Peut-être une procédure standard de réhabilitation au sein de la magistrature…

En tout cas c’est du très très haut niveau de cirque.

En résumé, Clément Méric est mort des coups de poing qu’on lui a donné. Ceux-ci n’étaient pas des baffes. Clément Méric était moins fort physiquement que les autres. Donc celui qui a porté les coups devait avoir pour intention de tuer.

Imparable.

D’autant plus imparable quand on sort tout cela du contexte.

C’est à dire du contexte d’une rixe.

Car, oui, il n’y avait pas le service d’ordre de la Manif pour Tous pour protéger Clément Méric cette fois-ci. Ni même l’enceinte de Sciences-Po pour se réfugier. Mais est-ce la faute de celui qui a porté les coups ?

Coups qui auraient été multiples.

Cela voudrait-il dire qu’il y a eu échange ?

Non parce que je veux bien que le visage soit une partie du corps particulièrement exposée mais dans le contexte d’une bagarre où on se prend selon l’autopsie plusieurs coups sur la gueule, il y a généralement des mains qui viennent rapidement se mettre en protection. Si elles n’y sont pas, c’est qu’elles doivent être ailleurs…

Et cela jusqu’au dernier coup qui éventuellement vous envoie valser sur un potelet métallique de mobilier urbain.

Mais personne ne prétend, par exemple, qu’il ait été frappé au sol ensuite. Et le potelet métallique, quant à lui, le nie farouchement.

Tout cela me fait penser, et pour information, que Jérémy Censier, n’avait pas seulement été poignardé devant tout le monde par un individu lors d’une rixe. Rixe à laquelle il n’avait pas participé et qu’il tentait, lui, d’arrêter. Non, il avait également été frappé au sol, de nombreuses fois, à coups de pieds et ce par plusieurs personnages.

La justice avait pourtant décidé de ne pas retenir l’intention de tuer à l’encontre de ces lyncheurs de Jérémy Censier.

Voilà.

Ça c’est du contextuel que n’aime pas trop entendre la justice française.

Si on en revient à Clément Méric, en dehors du contexte toujours, c’est aussi réfléchir à sa mort en dehors de cette situation d’une rencontre fortuite et, selon les premiers témoignages, du contexte de skinheads qui ne semblaient pas avoir l’envie d’en découdre.
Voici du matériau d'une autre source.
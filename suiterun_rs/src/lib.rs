//! # suiterun
//!
//! Launcher for the suiterun test runner. Before the CLI dispatches, it
//! pre-scans argv for a `--config` / `-c` override, loads that configuration
//! early, and extends the command table with the custom commands the
//! configuration declares.
//!
//! ## Library Usage
//!
//! ```rust,no_run
//! use suiterun::cli::{CommandRegistry, CommandTable, StartupContext};
//! use suiterun::config::ConfigLoader;
//!
//! let argv = vec!["-c".to_string(), "ci/suiterun.toml".to_string(), "run".to_string()];
//! let mut ctx = StartupContext::new(argv, ConfigLoader::from_current_dir());
//! let mut table = CommandTable::new();
//!
//! ctx.register_custom_commands(&CommandRegistry::with_builtin_types(), &mut table)?;
//! assert_eq!(ctx.core_arguments()?.remaining, ["run"]);
//! # Ok::<(), suiterun::LaunchError>(())
//! ```
//!
//! ## Custom Commands
//!
//! ```toml
//! # suiterun.toml
//! [extensions]
//! commands = ["suiterun::commands::ShowConfig"]
//! ```

/// Argv pre-scan, custom command registry and the launcher run loop.
pub mod cli;

/// ANSI painter for usage and error output.
pub mod colors;

/// Types that ship with the launcher and can be named in configuration.
pub mod commands;

/// Configuration discovery, loading and caching.
///
/// # Example
///
/// ```rust,no_run
/// use suiterun::config::{ConfigLoader, ConfigSource};
///
/// let mut loader = ConfigLoader::from_current_dir();
/// match loader.load(None) {
///     Ok(config) => println!("custom commands: {:?}", config.custom_commands()),
///     Err(err) if err.is_not_found() => println!("no configuration"),
///     Err(err) => eprintln!("{err}"),
/// }
/// ```
pub mod config;

/// Startup error kinds.
pub mod error;

#[cfg(test)]
mod testing;

// ============================================================================
// Re-exports for convenience
// ============================================================================

/// Startup error type.
pub use error::LaunchError;

/// Loaded configuration.
pub use config::Configuration;

/// Filesystem configuration loader.
pub use config::ConfigLoader;
//! Early scan of argv for the global `--config` / `-c` option.
//!
//! The launcher must know which configuration file is in effect before the
//! command table is built, so this pass runs ahead of dispatch. Accepted
//! spellings:
//!
//! ```text
//! -c file.toml|dir        -cfile.toml|dir
//! --config file.toml|dir  --config=file.toml|dir
//! -xc file.toml|dir       -xcfile.toml|dir   (keeps -x)
//! ```

use std::sync::OnceLock;

use once_cell::unsync::OnceCell;
use regex::Regex;
use tracing::debug;

use crate::config::ConfigSource;
use crate::error::LaunchError;

/// Group 1: short flags bundled before `c`. Group 2: inline value.
fn config_flag_regex() -> &'static Regex {
    static RE: OnceLock<Regex> = OnceLock::new();
    RE.get_or_init(|| {
        Regex::new(r"^(?:-([^c-]*)?c|--config(?:=|$))(.*)$").expect("valid regex literal")
    })
}

/// Result of the config pre-scan.
#[derive(Debug, Clone, Default, PartialEq, Eq)]
pub struct ParsedArguments {
    /// Last resolved config override, never empty.
    pub config_path: Option<String>,
    /// Input for dispatch, with config tokens removed.
    pub remaining: Vec<String>,
}

/// Scans argv once and keeps the result for every later caller.
#[derive(Debug, Default)]
pub struct ArgvPreprocessor {
    parsed: OnceCell<ParsedArguments>,
}

impl ArgvPreprocessor {
    pub fn new() -> Self {
        Self::default()
    }

    /// Scan `raw_argv`, preloading each resolved config path through `source`.
    ///
    /// Only the first call scans; later calls return the cached value and
    /// ignore their arguments.
    pub fn process<S>(
        &self,
        raw_argv: &[String],
        source: &mut S,
    ) -> Result<&ParsedArguments, LaunchError>
    where
        S: ConfigSource + ?Sized,
    {
        self.parsed.get_or_try_init(|| scan(raw_argv, source))
    }

    /// The cached result, if [`process`](Self::process) already succeeded.
    pub fn cached(&self) -> Option<&ParsedArguments> {
        self.parsed.get()
    }
}

fn scan<S>(raw_argv: &[String], source: &mut S) -> Result<ParsedArguments, LaunchError>
where
    S: ConfigSource + ?Sized,
{
    let mut parsed = ParsedArguments::default();

    let mut i = 0;
    while i < raw_argv.len() {
        let arg = &raw_argv[i];
        let Some(caps) = config_flag_regex().captures(arg) else {
            parsed.remaining.push(arg.clone());
            i += 1;
            continue;
        };

        let prefix_flags = caps.get(1).map_or("", |m| m.as_str());
        let inline_value = caps.get(2).map_or("", |m| m.as_str());
        let value = if inline_value.is_empty() {
            raw_argv.get(i + 1).map_or("", String::as_str)
        } else {
            inline_value
        };

        if !value.is_empty() {
            preload(source, value)?;
            parsed.config_path = Some(value.to_string());
            if inline_value.is_empty() {
                i += 1;
            }
        }

        if !prefix_flags.is_empty() {
            parsed.remaining.push(format!("-{prefix_flags}"));
        }
        i += 1;
    }

    debug!(
        config = parsed.config_path.as_deref().unwrap_or("<default>"),
        remaining = parsed.remaining.len(),
        "argv pre-scan finished"
    );
    Ok(parsed)
}

/// A missing explicit path is fatal, unlike a failed default discovery.
fn preload<S>(source: &mut S, path: &str) -> Result<(), LaunchError>
where
    S: ConfigSource + ?Sized,
{
    debug!(path, "preloading configuration");
    match source.load(Some(path)) {
        Ok(_) => Ok(()),
        Err(LaunchError::NotFound { .. }) => Err(LaunchError::NotFoundExplicit {
            path: path.to_string(),
        }),
        Err(err) => Err(err),
    }
}

#[cfg(test)]
mod tests {
    use super::*;
    use crate::testing::FakeSource;

    fn argv(items: &[&str]) -> Vec<String> {
        items.iter().map(|s| s.to_string()).collect()
    }

    fn scan_with(items: &[&str]) -> (ParsedArguments, FakeSource) {
        let mut source = FakeSource::default().with_file("foo.yml", &[]);
        let parsed = scan(&argv(items), &mut source).expect("scan argv");
        (parsed, source)
    }

    #[test]
    fn test_no_config_tokens_is_identity() {
        let input = ["run", "unit", "--debug", "-v", "--steps", "-x"];
        let (parsed, source) = scan_with(&input);
        assert_eq!(parsed.remaining, argv(&input));
        assert_eq!(parsed.config_path, None);
        assert!(source.loads.is_empty());
    }

    #[test]
    fn test_all_spellings_resolve_same_path() {
        let cases: &[&[&str]] = &[
            &["run", "-c", "foo.yml", "unit"],
            &["run", "-cfoo.yml", "unit"],
            &["run", "--config", "foo.yml", "unit"],
            &["run", "--config=foo.yml", "unit"],
        ];
        for case in cases {
            let (parsed, source) = scan_with(case);
            assert_eq!(parsed.config_path.as_deref(), Some("foo.yml"), "{case:?}");
            assert_eq!(parsed.remaining, argv(&["run", "unit"]), "{case:?}");
            assert_eq!(source.loads, vec![Some("foo.yml".to_string())], "{case:?}");
        }
    }

    #[test]
    fn test_cluster_keeps_other_flags() {
        let (parsed, _) = scan_with(&["run", "-xcfoo.yml", "unit"]);
        assert_eq!(parsed.config_path.as_deref(), Some("foo.yml"));
        assert_eq!(parsed.remaining, argv(&["run", "-x", "unit"]));

        let (parsed, _) = scan_with(&["-vxc", "foo.yml", "run"]);
        assert_eq!(parsed.config_path.as_deref(), Some("foo.yml"));
        assert_eq!(parsed.remaining, argv(&["-vx", "run"]));
    }

    #[test]
    fn test_similar_long_flags_are_untouched() {
        let input = ["--configure", "--cache", "--color=always", "--config-dir"];
        let (parsed, source) = scan_with(&input);
        assert_eq!(parsed.remaining, argv(&input));
        assert!(parsed.config_path.is_none());
        assert!(source.loads.is_empty());
    }

    #[test]
    fn test_trailing_flag_is_inert() {
        let (parsed, source) = scan_with(&["run", "-c"]);
        assert_eq!(parsed.config_path, None);
        assert_eq!(parsed.remaining, argv(&["run"]));
        assert!(source.loads.is_empty());

        let (parsed, _) = scan_with(&["run", "-xc"]);
        assert_eq!(parsed.remaining, argv(&["run", "-x"]));
    }

    #[test]
    fn test_empty_next_token_is_not_consumed() {
        let (parsed, source) = scan_with(&["-c", "", "run"]);
        assert_eq!(parsed.config_path, None);
        assert_eq!(parsed.remaining, argv(&["", "run"]));
        assert!(source.loads.is_empty());
    }

    #[test]
    fn test_unresolved_flag_keeps_previous_path() {
        let (parsed, _) = scan_with(&["-c", "foo.yml", "run", "--config="]);
        assert_eq!(parsed.config_path.as_deref(), Some("foo.yml"));
        assert_eq!(parsed.remaining, argv(&["run"]));
    }

    #[test]
    fn test_last_flag_wins() {
        let mut source = FakeSource::default()
            .with_file("first.toml", &[])
            .with_file("second.toml", &[]);
        let parsed = scan(
            &argv(&["-c", "first.toml", "run", "--config=second.toml"]),
            &mut source,
        )
        .expect("scan argv");

        assert_eq!(parsed.config_path.as_deref(), Some("second.toml"));
        assert_eq!(
            source.loads,
            vec![Some("first.toml".to_string()), Some("second.toml".to_string())]
        );
    }

    #[test]
    fn test_missing_explicit_path_is_fatal() {
        let mut source = FakeSource::default();
        let err = scan(&argv(&["-c", "missing.toml", "run"]), &mut source)
            .expect_err("missing explicit config");
        match err {
            LaunchError::NotFoundExplicit { path } => assert_eq!(path, "missing.toml"),
            other => panic!("unexpected error: {other:?}"),
        }
    }

    #[test]
    fn test_malformed_explicit_path_is_fatal() {
        let mut source = FakeSource::default().with_broken_file("broken.toml");
        let err = scan(&argv(&["--config=broken.toml", "run"]), &mut source)
            .expect_err("malformed explicit config");
        match err {
            LaunchError::Parse { path, .. } => assert_eq!(path, "broken.toml"),
            other => panic!("unexpected error: {other:?}"),
        }
        assert_eq!(source.loads, vec![Some("broken.toml".to_string())]);
    }

    #[test]
    fn test_process_is_memoized() {
        let preprocessor = ArgvPreprocessor::new();
        let mut source = FakeSource::default().with_file("foo.yml", &[]);

        let first = preprocessor
            .process(&argv(&["-c", "foo.yml", "run"]), &mut source)
            .expect("first scan") as *const ParsedArguments;
        let second = preprocessor
            .process(&argv(&["something", "else"]), &mut source)
            .expect("cached scan") as *const ParsedArguments;

        assert!(std::ptr::eq(first, second));
        assert_eq!(source.loads.len(), 1);
        assert_eq!(
            preprocessor.cached().map(|p| p.remaining.clone()),
            Some(argv(&["run"]))
        );
    }

    #[test]
    fn test_failed_scan_is_not_cached() {
        let preprocessor = ArgvPreprocessor::new();
        let mut source = FakeSource::default();
        assert!(
            preprocessor
                .process(&argv(&["-c", "missing.toml"]), &mut source)
                .is_err()
        );
        assert!(preprocessor.cached().is_none());
    }
}
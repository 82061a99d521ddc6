//! Launcher entry point shared by the `suiterun` binary and the e2e tests.
//!
//! Startup order is fixed: read argv, pre-scan for `--config`, register the
//! custom commands from configuration, then dispatch the filtered arguments.
//! Any failure before dispatch is rendered as an error block and ends the
//! process with status 1.

use std::io::Write;

use tracing::debug;

use crate::colors::{ColorMode, Painter};
use crate::config::{ConfigLoader, ConfigSource};
use crate::error::LaunchError;

use super::command::{CommandTable, Invocation};
use super::context::StartupContext;
use super::helpers::{is_help_flag, is_version_flag, suggest_similar_command};
use super::registry::CommandRegistry;

/// Options controlling binary-specific behavior.
pub struct EntryOptions {
    /// Name shown in `--version` output and usage.
    pub binary_name: &'static str,
    /// Header printed above the command listing.
    pub usage: &'static str,
}

const GLOBAL_OPTIONS: &[(&str, &str)] = &[
    ("-c, --config <path>", "Use custom path for config"),
    ("-h, --help", "Display help for the given command"),
    ("-V, --version", "Display this application version"),
];

/// Read the process argument vector, without the program name.
///
/// An argument that is not valid Unicode makes the vector unusable for the
/// pre-scan, which is reported the same way as any startup misconfiguration.
pub fn raw_argv() -> Result<Vec<String>, LaunchError> {
    // nosemgrep: rust.lang.security.args.args
    // args_os() is only read for option parsing; argv[0] is skipped.
    std::env::args_os()
        .skip(1)
        .map(|arg| {
            arg.into_string().map_err(|bad| {
                LaunchError::Configuration(format!(
                    "Argument {bad:?} is not valid UTF-8; the argument vector must be readable to run suiterun"
                ))
            })
        })
        .collect()
}

/// Launcher state: startup context, factory catalog and the host table.
pub struct Launcher<S = ConfigLoader> {
    binary_name: &'static str,
    usage: &'static str,
    context: StartupContext<S>,
    registry: CommandRegistry,
    table: CommandTable,
}

impl<S: ConfigSource> Launcher<S> {
    pub fn new(opts: &EntryOptions, context: StartupContext<S>, registry: CommandRegistry) -> Self {
        Self {
            binary_name: opts.binary_name,
            usage: opts.usage,
            context,
            registry,
            table: CommandTable::new(),
        }
    }

    /// Pre-scan argv and register configured custom commands.
    pub fn start(&mut self) -> Result<usize, LaunchError> {
        let added = self
            .context
            .register_custom_commands(&self.registry, &mut self.table)?;
        debug!(added, total = self.table.len(), "command table ready");
        Ok(added)
    }

    /// Start, then dispatch the filtered arguments. Returns the exit status.
    pub fn run(&mut self, out: &mut dyn Write, painter: Painter) -> anyhow::Result<i32> {
        self.start()?;

        let parsed = self.context.core_arguments()?.clone();
        let name_pos = parsed.remaining.iter().position(|a| !a.starts_with('-'));
        let leading = &parsed.remaining[..name_pos.unwrap_or(parsed.remaining.len())];

        if leading.iter().any(|a| is_version_flag(a)) {
            writeln!(out, "{} {}", self.binary_name, env!("CARGO_PKG_VERSION"))?;
            return Ok(0);
        }

        let Some(pos) = name_pos else {
            self.write_usage(out, painter)?;
            return Ok(0);
        };

        let name = parsed.remaining[pos].as_str();
        if leading.iter().any(|a| is_help_flag(a)) {
            self.write_usage(out, painter)?;
            return Ok(0);
        }

        // Registered commands shadow the builtin `list` and `help` names.
        let Some(command) = self.table.get(name) else {
            if name == "list" || name == "help" {
                self.write_usage(out, painter)?;
                return Ok(0);
            }
            let mut message = format!("Command \"{name}\" is not defined.");
            if let Some(suggestion) = suggest_similar_command(name, self.table.names()) {
                message.push_str(&format!(" Did you mean \"{suggestion}\"?"));
            }
            anyhow::bail!(message);
        };

        let config = match self.context.source_mut().load(None) {
            Ok(config) => Some(config),
            Err(err) if err.is_not_found() => None,
            Err(err) => return Err(err.into()),
        };

        let args: Vec<String> = parsed
            .remaining
            .iter()
            .enumerate()
            .filter(|(i, _)| *i != pos)
            .map(|(_, a)| a.clone())
            .collect();

        debug!(command = name, ?args, "dispatching");
        command.execute(
            &Invocation {
                args: &args,
                config_path: parsed.config_path.as_deref(),
                config: config.as_deref(),
            },
            out,
        )
    }

    fn write_usage(&self, out: &mut dyn Write, painter: Painter) -> std::io::Result<()> {
        writeln!(out, "{}", self.usage)?;
        writeln!(out)?;
        writeln!(out, "{}", painter.header("Usage:"))?;
        writeln!(out, "  {} [options] <command> [arguments]", self.binary_name)?;
        writeln!(out)?;

        writeln!(out, "{}", painter.header("Options:"))?;
        for (flag, help) in GLOBAL_OPTIONS {
            writeln!(out, "  {:<22} {}", painter.command(flag), help)?;
        }
        writeln!(out)?;

        writeln!(out, "{}", painter.header("Available commands:"))?;
        if self.table.is_empty() {
            writeln!(out, "  {}", painter.dim("(none registered)"))?;
        }
        let width = self.table.names().map(str::len).max().unwrap_or(0);
        for (name, description) in self.table.entries() {
            let padded = format!("{name:<width$}");
            writeln!(out, "  {}  {}", painter.command(&padded), description)?;
        }
        Ok(())
    }
}

/// Render an error as a framed block.
pub fn render_error(err: &anyhow::Error, out: &mut dyn Write, painter: Painter) {
    let lines: Vec<String> = err.chain().map(|cause| cause.to_string()).collect();
    let width = lines.iter().map(|l| l.chars().count()).max().unwrap_or(0) + 4;
    let blank = " ".repeat(width);

    let _ = writeln!(out);
    let _ = writeln!(out, "{}", painter.error_block(&blank));
    for line in &lines {
        let padded = format!("  {line:<w$}  ", w = width - 4);
        let _ = writeln!(out, "{}", painter.error_block(&padded));
    }
    let _ = writeln!(out, "{}", painter.error_block(&blank));
    let _ = writeln!(out);
}

/// Exit status for a failed run.
pub fn exit_code_for(err: &anyhow::Error) -> i32 {
    err.downcast_ref::<LaunchError>()
        .map_or(1, LaunchError::exit_code)
}

/// Run the launcher for the current process. This is the shared main() body.
pub fn run(opts: &EntryOptions) -> i32 {
    let mode = ColorMode::from_env();
    let mut stdout = std::io::stdout().lock();

    let result = raw_argv().map_err(anyhow::Error::from).and_then(|argv| {
        let context = StartupContext::new(argv, ConfigLoader::from_current_dir());
        let mut launcher = Launcher::new(opts, context, CommandRegistry::with_builtin_types());
        launcher.run(&mut stdout, Painter::stdout(mode))
    });
    let _ = stdout.flush();

    match result {
        Ok(code) => code,
        Err(err) => {
            debug!(error = %err, "launcher failed");
            render_error(&err, &mut std::io::stderr().lock(), Painter::stderr(mode));
            exit_code_for(&err)
        }
    }
}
C’est à dire, a fortioti, de tuer. A moins qu’en redescendant, après leur petit shopping fashion, entre le deuxième étage et le premier, peut-être par le jeu de la mécanique des fluides, une brusque envie de meurtre leur soit subitement montée.

En dehors du contexte c’est aussi oublier que la violence ne se serait pas exercée de manière unilatérale.

En dehors du contexte c’est ne pas prendre en compte, précisément, encore une fois, la situation de bagarre qui ne pousse pas forcément à vous interroger si, sous le polo fashion du type qui vous fait face, il y a un petit mec qui sort d’une leucémie ou un petit sec qui s’adonne au karaté.

Maintenant est-ce que Clément Méric s’est comporté comme sur la vidéo de la Manif pour tous ? C’est possible. La violence, un peu comme la réflexion quand on est à Sciences-Po, ça n’a pas trop l’air d’être son truc. Alors est-ce que le skinhead en a profité pour lui filer une raclée ? Pourquoi pas. On pourrait l’imaginer à défaut de pouvoir l’établir. Mais de là à vouloir tuer ?

Car en dehors du contexte c’est aussi rappeler que juste après, c’est à dire après que Clément Méric soit tombé au sol, tout le monde file à grandes enjambées. L’idée n’est donc pas de le terminer. Sans quoi les skins auraient essayé de finir le job au sol par exemple. Les bouts de pompe coqués, ça sert aussi à ça. Mais non. L’idée dominante semblant manifestement de s’en sortir sans trop de bobos ou d’ennuis.

L’honneur est sauf. La dentition aussi. Filons sans demander notre reste.

Bref.

Tout le monde sait qu’on a ici, à cet instant, affaire à une qualification de violence volontaire ayant entraîné la mort sans l’intention de la donner. Parce que vous imaginez bien que sinon le procureur n’aurait pas manqué de donner un peu de consistance à son homicide volontaire.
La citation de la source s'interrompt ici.